Um hospital que atende pacientes com Ebola na República Democrática do Congo (RDC) foi alvo de um ataque de uma multidão enfurecida, provocando a fuga de pacientes e profissionais de saúde. O episódio ocorreu em meio ao agravamento da epidemia no país e acendeu um alerta entre autoridades sanitárias, que temem que a interrupção dos tratamentos e o desaparecimento de pacientes contribuam para acelerar a transmissão do vírus.
De acordo com informações divulgadas pelas autoridades, o ataque foi motivado pela revolta de moradores, que invadiram a unidade de saúde, obrigando médicos, enfermeiros e pacientes a deixarem o local às pressas. Com a confusão, parte dos doentes deixou o hospital antes de concluir o tratamento, dificultando o monitoramento dos casos e aumentando o risco de novos contágios.
A situação preocupa organizações de saúde, já que o controle do Ebola depende da rápida identificação dos casos, do isolamento dos pacientes e do rastreamento de todas as pessoas que tiveram contato com os infectados.
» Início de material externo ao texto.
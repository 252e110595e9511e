use futures::future::BoxFuture;
use reqwest::Method;
use serde_json::json;

use crate::clan::Clan;
use crate::client::{Client, FetchOptions};
use crate::error::Result;
use crate::model::{ClanLinked, Entity, Model, Refreshable};
use crate::tag;

/// A player profile.
///
/// Typed accessors cover the handful of fields every profile has; everything
/// else is reachable through [`entity`][Model::entity] and [`Entity::get`].
#[derive(Debug, Clone)]
pub struct Player {
    entity: Entity,
}

impl Player {
    /// The player's tag, e.g. `#2P0LYQ`.
    pub fn tag(&self) -> Option<&str> {
        self.entity.str_of("tag")
    }

    /// The player's display name.
    pub fn name(&self) -> Option<&str> {
        self.entity.str_of("name")
    }

    /// The player's experience level.
    pub fn exp_level(&self) -> Option<u64> {
        self.entity.u64_of("exp_level")
    }

    /// The player's current trophy count.
    pub fn trophies(&self) -> Option<u64> {
        self.entity.u64_of("trophies")
    }
}

impl Model for Player {
    fn from_entity(entity: Entity) -> Player {
        Player { entity }
    }

    fn entity(&self) -> &Entity {
        &self.entity
    }

    fn entity_mut(&mut self) -> &mut Entity {
        &mut self.entity
    }
}

impl Refreshable for Player {
    fn refresh(&mut self) -> BoxFuture<'_, Result<()>> {
        Box::pin(self.entity.refresh())
    }
}

impl ClanLinked for Player {
    fn clan_tag(&self) -> Option<String> {
        self.entity
            .get("clan")?
            .get("tag")?
            .as_str()
            .map(str::to_string)
    }

    fn fetch_clan(&self) -> BoxFuture<'_, Result<Clan>> {
        Box::pin(async move {
            let Some(tag) = self.clan_tag() else {
                return Err(crate::error::Error::Validation(String::from(
                    "player is not in a clan",
                )));
            };
            self.entity.client().get_clan(&tag).await
        })
    }
}

impl Client {
    /// Gets a player's profile by tag. The tag is normalized and validated
    /// before any request is made.
    pub async fn get_player(&self, tag: &str) -> Result<Player> {
        let url = self.endpoint(&format!("/players/{}", tag::normalize(tag)?), &[])?;
        self.get_model(url, Method::GET, None, None).await?.one()
    }

    /// Gets a player's recent battle log.
    pub async fn get_player_battles(
        &self,
        tag: &str,
        options: FetchOptions,
    ) -> Result<Vec<Entity>> {
        let url = self.endpoint(
            &format!("/players/{}/battles", tag::normalize(tag)?),
            &options.to_params(),
        )?;
        self.get_model(url, Method::GET, options.timeout, None)
            .await?
            .many()
    }

    /// Gets a player's upcoming chest cycle.
    pub async fn get_player_chests(&self, tag: &str) -> Result<Entity> {
        let url = self.endpoint(&format!("/players/{}/chests", tag::normalize(tag)?), &[])?;
        self.get_model(url, Method::GET, None, None).await?.one()
    }

    /// Verifies an in-game API token for a player, proving account
    /// ownership. Returns the verification result object.
    pub async fn verify_player_token(&self, tag: &str, token: &str) -> Result<Entity> {
        let url = self.endpoint(
            &format!("/players/{}/verifytoken", tag::normalize(tag)?),
            &[],
        )?;
        self.get_model(url, Method::POST, None, Some(json!({"token": token})))
            .await?
            .one()
    }
}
Quando pacientes deixam as unidades de tratamento sem acompanhamento, torna-se mais difícil interromper a cadeia de transmissão do vírus.
Além do impacto direto no atendimento médico, o episódio evidencia um desafio recorrente em surtos da doença: a desconfiança de parte da população em relação às equipes de saúde. Em diferentes epidemias registradas no continente africano, ataques a hospitais e profissionais já dificultaram ações de contenção e campanhas de conscientização.
A Organização Mundial da Saúde (OMS) acompanha a evolução da epidemia no país, que já contabiliza milhares de casos e mortes. Especialistas alertam que a combinação entre violência, insegurança e dificuldades no atendimento pode comprometer significativamente os esforços para controlar o surto.
As autoridades locais trabalham para localizar os pacientes que deixaram a unidade de saúde e reforçar a segurança dos hospitais, enquanto equipes médicas seguem mobilizadas para conter o avanço da doença e evitar novos focos de transmissão.